With the won-dollar swap eating away at returns, South Korean LPs’ appetite for US dollar-denominated investments is waning, panellists from Korea Post, Korea Teachers’ Pension and the Construction Workers Mutual Aid Association told attendees at Infrastructure Investor’s inaugural Seoul summit.
The discount on the Korean won and US dollar swap has been so significant that it has become one of the biggest challenges for institutional investors in the country. Instead, they are finding Australian, European and UK assets to be more attractive options.
Two other issues the panellists identified as presenting challenges were communicating with foreign fund managers, who do not always commit the necessary amount of time required, as well as the lack of resources and the language barrier that makes due diligence of overseas investments difficult.
Despite these challenges, however, the three LPs on stage said they were planning to increase their allocation to infrastructure over the next few years.
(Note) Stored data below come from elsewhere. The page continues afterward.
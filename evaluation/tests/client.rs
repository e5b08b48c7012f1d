//! EngineClient against small scripted UCI engines run through `sh`.
#![cfg(unix)]

use std::path::Path;
use std::time::{Duration, Instant};

use cozy_chess::{util::parse_uci_move, Board};
use evaluation::{EngineClient, EngineSettings, Evaluation, EvaluationError, Evaluator};

const SLICE: Duration = Duration::from_millis(30);

/// Answers every search with a fixed score and e2e4.
const STEADY: &str = r#"
while read -r line; do
  case "$line" in
    uci) echo "id name Steady"; echo "uciok" ;;
    isready) echo "readyok" ;;
    go*) echo "info depth 1 score cp 17 pv e2e4"; echo "bestmove e2e4" ;;
    quit) exit 0 ;;
  esac
done
"#;

/// Writes the last go command to $1 and plays d2d4.
const RECORDER: &str = r#"
while read -r line; do
  case "$line" in
    uci) echo "uciok" ;;
    isready) echo "readyok" ;;
    go*) echo "$line" > "$1"; echo "info depth 1 score cp 1"; echo "bestmove d2d4" ;;
    quit) exit 0 ;;
  esac
done
"#;

/// Dies on its first search; later processes (marker file present) answer.
const CRASH_ONCE: &str = r#"
while read -r line; do
  case "$line" in
    uci) echo "uciok" ;;
    isready) echo "readyok" ;;
    go*)
      if [ -f "$1" ]; then
        echo "info depth 3 score mate 2"; echo "bestmove e2e4"
      else
        : > "$1"; exit 1
      fi ;;
    quit) exit 0 ;;
  esac
done
"#;

/// Logs every start to $1 and dies on every search.
const ALWAYS_CRASH: &str = r#"
echo start >> "$1"
while read -r line; do
  case "$line" in
    uci) echo "uciok" ;;
    isready) echo "readyok" ;;
    go*) exit 1 ;;
    quit) exit 0 ;;
  esac
done
"#;

/// Never answers a search.
const SILENT: &str = r#"
while read -r line; do
  case "$line" in
    uci) echo "uciok" ;;
    isready) echo "readyok" ;;
    quit) exit 0 ;;
  esac
done
"#;

/// Answers with the given bestmove line and no score.
fn bare_bestmove(mv: &str) -> String {
    format!(
        r#"
while read -r line; do
  case "$line" in
    uci) echo "uciok" ;;
    isready) echo "readyok" ;;
    go*) echo "bestmove {}" ;;
    quit) exit 0 ;;
  esac
done
"#,
        mv
    )
}

fn settings(script: &str, arg: Option<&Path>) -> EngineSettings {
    let mut settings = EngineSettings::new("sh");
    settings.args = vec!["-c".to_string(), script.to_string(), "fake-engine".to_string()];
    if let Some(arg) = arg {
        settings.args.push(arg.display().to_string());
    }
    settings.grace = Duration::from_millis(200);
    settings.handshake_timeout = Duration::from_secs(5);
    settings
}

fn client(script: &str, arg: Option<&Path>) -> EngineClient {
    EngineClient::spawn(settings(script, arg)).unwrap()
}

#[test]
fn evaluate_reads_last_score() {
    let client = client(STEADY, None);

    let score = client.evaluate(&Board::default(), SLICE).unwrap();

    assert_eq!(score, Evaluation::centipawns(17));
    assert_eq!(client.round_trips(), 1);
}

#[test]
fn best_move_parses_engine_choice() {
    let client = client(STEADY, None);
    let board = Board::default();

    let best = client.best_move(&board, SLICE, None).unwrap();

    assert_eq!(best.mv, parse_uci_move(&board, "e2e4").unwrap());
    assert_eq!(best.evaluation, Some(Evaluation::centipawns(17)));
}

#[test]
fn best_move_forwards_restriction() {
    let dir = tempfile::tempdir().unwrap();
    let record = dir.path().join("go.txt");
    let client = client(RECORDER, Some(record.as_path()));
    let board = Board::default();
    let only = [parse_uci_move(&board, "d2d4").unwrap()];

    let best = client.best_move(&board, SLICE, Some(&only[..])).unwrap();

    assert_eq!(best.mv, only[0]);
    let go = std::fs::read_to_string(&record).unwrap();
    assert_eq!(go.trim(), "go searchmoves d2d4 movetime 30");
}

#[test]
fn terminal_positions_are_answered_locally() {
    let client = client(STEADY, None);
    let mated: Board = "rnb1kbnr/pppp1ppp/8/4p3/6Pq/5P2/PPPPP2P/RNBQKBNR w KQkq - 1 3"
        .parse()
        .unwrap();
    let stalemate: Board = "k7/8/1Q6/8/8/8/8/7K b - - 0 1".parse().unwrap();

    assert_eq!(client.evaluate(&mated, SLICE).unwrap(), Evaluation::mated());
    assert_eq!(client.evaluate(&stalemate, SLICE).unwrap(), Evaluation::DRAW);
    assert_eq!(client.round_trips(), 0);
}

#[test]
fn zero_slice_is_rejected() {
    let client = client(STEADY, None);

    let result = client.evaluate(&Board::default(), Duration::from_micros(900));

    assert!(matches!(result, Err(EvaluationError::ZeroSlice)));
    assert_eq!(client.round_trips(), 0);
}

#[test]
fn restarts_once_after_crash() {
    let dir = tempfile::tempdir().unwrap();
    let marker = dir.path().join("crashed");
    let client = client(CRASH_ONCE, Some(marker.as_path()));

    let score = client.evaluate(&Board::default(), SLICE).unwrap();

    assert_eq!(score, Evaluation::mate_in(2));
    // The restarted session is kept for later calls.
    assert_eq!(client.evaluate(&Board::default(), SLICE).unwrap(), score);
}

#[test]
fn gives_up_after_one_restart() {
    let dir = tempfile::tempdir().unwrap();
    let starts = dir.path().join("starts");
    let client = client(ALWAYS_CRASH, Some(starts.as_path()));

    let result = client.evaluate(&Board::default(), SLICE);

    assert!(matches!(result, Err(ref e) if e.is_disconnect()));
    let started = std::fs::read_to_string(&starts).unwrap();
    assert_eq!(started.lines().count(), 2);
}

#[test]
fn overrun_times_out() {
    let client = client(SILENT, None);

    let start = Instant::now();
    let result = client.evaluate(&Board::default(), SLICE);

    assert!(matches!(result, Err(EvaluationError::Timeout)));
    assert!(start.elapsed() < Duration::from_secs(3));
}

#[test]
fn missing_score_is_malformed() {
    let client = client(&bare_bestmove("e2e4"), None);

    let result = client.evaluate(&Board::default(), SLICE);

    assert!(matches!(result, Err(EvaluationError::Malformed(_))));
}

#[test]
fn illegal_bestmove_is_malformed() {
    let client = client(&bare_bestmove("e2e5"), None);

    let result = client.best_move(&Board::default(), SLICE, None);

    assert!(matches!(result, Err(EvaluationError::Malformed(_))));
}

#[test]
fn close_is_idempotent_and_final() {
    let client = client(STEADY, None);

    client.close();
    client.close();

    let result = client.evaluate(&Board::default(), SLICE);
    assert!(matches!(result, Err(EvaluationError::Closed)));
}

#[test]
fn missing_engine_fails_to_spawn() {
    let result = EngineClient::spawn(EngineSettings::new("/nonexistent/engine-binary"));

    assert!(matches!(result, Err(EvaluationError::Spawn { .. })));
}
Speaking of foreign GPs and their approach to Korean investors, Jinho Lee, head of global real assets at Korea Post’s insurance arm, commented on foreign fund managers’ recent establishment of a presence in Seoul and described it as “a right move”. But he also noted that he would like to see GPs putting forth ideas they can pursue in collaboration with Korean institutional investors, instead of simply setting up shop to raise funds.
“We need to be convinced as to why we should make a certain investment,” Lee said.
Korea Post, which has a combined AUM of $120 billion across two savings pools, is looking to launch more requests for proposals for infrastructure funds this year as it focuses on building a portfolio. Currently, 5 percent of its total AUM is allocated to alternatives.
Similarly, the 3.6 trillion-won ($3.38 billion; €2.73 billion) Construction Workers Mutual Aid Association of Korea is looking to increase its allocation to alternatives – which includes infrastructure – from 15 to 20 percent. Sang Min Lee, the association’s head of alternative investment, did not provide specific figures for infrastructure, but said the portfolio is expected to reach the size of its larger real estate portfolio.
While the Construction Workers Mutual Aid Association prefers to go direct, it will also invest through funds ¬– but it likes to do so as early as possible and before first close, Lee said.
Korea Teachers Pension Fund on the other hand, focused on secondary markets last year and Jeong Young Sin, head of its overseas alternative investment team, said he expects it will continue to do so. The 19 trillion-won fund is looking to reduce its fixed-income holdings to boost its alternatives exposure, which now accounts for 16 percent of its total portfolio.